Did the Obesity Epidemic Start in 1930?Tuesday, July 13, 2010
Yesterday, at the ongoing XI International Congress on Obesity, the 2010 ICO Award for Population Science and Public Health was awarded to Thorkild Sørensen from the University of Copenhagen. His studies from the early 70’s found early signs of the impending obesity epidemic in young Danish military recruits as far back as the 1960s.
His studies further suggest that this increase in obesity was related to “birth cohort” effects and can likely be traced to perinatal environmental factors rather than to influences acting on school age kids or adults. Indeed, based on his findings, Sørensen strongly recommends that we take a careful look at the historical dimension if we hope to identify the root causes of the current obesity epidemic.
As it so happens, I also had the pleasure of attending the launch of the new Wadd Society for the History of Obesity, with presentations from Professors George Bray, Stephan Rossner, and David Haslam at this meeting. The aim of the society is to promote interest in the history of obesity ranging from medical and pharmacological aspects to those of fashion, culture, art, and literature.

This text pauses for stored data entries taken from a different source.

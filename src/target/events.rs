//! Target notifications.

use std::sync::Arc;

use crate::model::{Resource, Script};

// ============================================================================
// TargetEventKind
// ============================================================================

/// Kind of a [`TargetEvent`].
#[derive(Debug, Clone, Copy, PartialEq, Eq, Hash)]
pub enum TargetEventKind {
    /// A resource was added.
    ResourceAdded,
    /// A script was added.
    ScriptAdded,
}

impl TargetEventKind {
    /// Returns the event name.
    #[inline]
    #[must_use]
    pub const fn as_str(&self) -> &'static str {
        match self {
            Self::ResourceAdded => "target-resource-added",
            Self::ScriptAdded => "target-script-added",
        }
    }
}

// ============================================================================
// TargetEvent
// ============================================================================

/// Notification published by a target, delivered synchronously.
#[derive(Debug, Clone)]
pub enum TargetEvent {
    /// A resource entered the target's resource collection.
    ResourceAdded {
        /// The added resource.
        resource: Arc<Resource>,
    },
    /// A script entered the target's extra script collection.
    ScriptAdded {
        /// The added script.
        script: Arc<Script>,
    },
}

impl TargetEvent {
    /// Returns the event kind.
    #[inline]
    #[must_use]
    pub fn kind(&self) -> TargetEventKind {
        match self {
            Self::ResourceAdded { .. } => TargetEventKind::ResourceAdded,
            Self::ScriptAdded { .. } => TargetEventKind::ScriptAdded,
        }
    }

    /// Returns the resource of a `ResourceAdded` event.
    #[inline]
    #[must_use]
    pub fn resource(&self) -> Option<&Arc<Resource>> {
        match self {
            Self::ResourceAdded { resource } => Some(resource),
            Self::ScriptAdded { .. } => None,
        }
    }

    /// Returns the script of a `ScriptAdded` event.
    #[inline]
    #[must_use]
    pub fn script(&self) -> Option<&Arc<Script>> {
        match self {
            Self::ScriptAdded { script } => Some(script),
            Self::ResourceAdded { .. } => None,
        }
    }
}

As all of this perhaps serves to remind those of us working in the field of obesity, that we must be very cautious before jumping to conclusions regarding whether or not recent environmental changes such as sedentary lifestyles, fast food, sugary soft drinks, television, or any of the many other factors that are being discussed are truly the root causes of the epidemic. While none of these development would be considered “healthy”, conclusive evidence as to their actual role in the epidemic of obesity is far from conclusive.